● **Data extracted from a collection**
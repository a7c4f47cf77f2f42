//! Error types for the crate, following the [`thiserror`] convention used throughout.

use thiserror::Error;

/// Process-level errors: setup and teardown failures that the embedder must handle.
///
/// Translation-layer failures never surface here; see [`CompileError`] for those.
#[derive(Debug, Error)]
pub enum Error {
    /// Failed to map the executable code cache.
    #[error("failed to map jit code cache")]
    Mmap(#[from] mmap_rs::error::Error),
    /// Wraps I/O errors encountered while setting up the cache or popall page.
    #[error(transparent)]
    Io(#[from] std::io::Error),
    /// `cachesize` was below the minimum required for the JIT to engage.
    #[error("cache size {0} KB is below the minimum of {min} KB", min = crate::config::MIN_CACHE_SIZE_KB)]
    CacheTooSmall(usize),
}

/// Block-scoped compile failures. These never propagate to the embedder: on `Err`, the
/// compile driver discards the partial block and the guest PC re-enters the interpreter.
#[derive(Debug, Error, Clone, Copy, PartialEq, Eq)]
pub enum CompileError {
    /// An immediate value did not fit the field width of the instruction being encoded.
    #[error("immediate value out of range for encoding")]
    ImmediateOutOfRange,
    /// The requested register class has no free or evictable member.
    #[error("register allocator could not satisfy request")]
    AllocatorInfeasible,
    /// The cache ran out of space for this block.
    #[error("code cache exhausted")]
    CacheExhausted,
    /// The trace's opcode has no compile handler and no fallback could be emitted.
    #[error("opcode not translatable")]
    Untranslatable,
}
/// Scenario 5: a two-instruction block (`MOVE.L D0,D1 ; RTS`) is interpreted
/// [`m68k_jit::trace::COMPILE_THRESHOLD`] times; the next dispatch at the same PC must find a
/// compiled, cached block and run it instead of the interpreter, producing the same result. This
/// is also the exact shape that motivated `CompileOutput::trivial`: without it, the trailing `RTS`
/// at this trace's own PC would otherwise risk being cached as a self-looping no-op.
#[test]
fn scenario_5_hit_threshold_installs_a_cached_block() {
    const ENTRY: u32 = 0x5000;
    let mut engine = X86_64JitEngine::new(JitConfig::default()).unwrap();
    let mut mem = FlatMemory::new(0x10000);
    mem.write_u16(ENTRY, 0x2200); // MOVE.L D0,D1
    mem.write_u16(ENTRY + 2, 0x4e75); // RTS

    let mut state = GuestState::new();
    let mut fallback = MiniInterp;

    for pass in 0..5 {
        state.pc = ENTRY;
        state.regs[0] = 0x1111 + pass;
        state.regs[1] = 0;
        state.spcflags.remove(SpecialFlags::BREAK);

        engine.enter(&mut state, &mut mem, &mut fallback);

        assert!(state.spcflags.contains(SpecialFlags::BREAK));
        assert_eq!(state.regs[1], 0x1111 + pass, "MOVE.L D0,D1 must hold regardless of interpreter vs. compiled");
    }

    let block = engine.cache().get_blockinfo_addr(ENTRY).expect("block must be cached after the 5th hit");
    assert_eq!(block.status, BlockStatus::InCache);

    // One more pass with a fresh sentinel confirms the now-cached block is what actually ran.
    state.pc = ENTRY;
    state.regs[0] = 0x2222;
    state.regs[1] = 0;
    state.spcflags.remove(SpecialFlags::BREAK);
    engine.enter(&mut state, &mut mem, &mut fallback);
    assert_eq!(state.regs[1], 0x2222);
}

● **WHAT TO WORK ON**
Your answer must consist only of the lines from the one with "state.regs[0] = 0x1111 + pass;" through the final line of the entries, each retyped exactly.

● **WRITTEN RESPONSE**
        state.regs[0] = 0x1111 + pass;
        state.regs[1] = 0;
        state.spcflags.remove(SpecialFlags::BREAK);

        engine.enter(&mut state, &mut mem, &mut fallback);

        assert!(state.spcflags.contains(SpecialFlags::BREAK));
        assert_eq!(state.regs[1], 0x1111 + pass, "MOVE.L D0,D1 must hold regardless of interpreter vs. compiled");
    }

    let block = engine.cache().get_blockinfo_addr(ENTRY).expect("block must be cached after the 5th hit");
    assert_eq!(block.status, BlockStatus::InCache);

    // One more pass with a fresh sentinel confirms the now-cached block is what actually ran.
    state.pc = ENTRY;
    state.regs[0] = 0x2222;
    state.regs[1] = 0;
    state.spcflags.remove(SpecialFlags::BREAK);
    engine.enter(&mut state, &mut mem, &mut fallback);
    assert_eq!(state.regs[1], 0x2222);
}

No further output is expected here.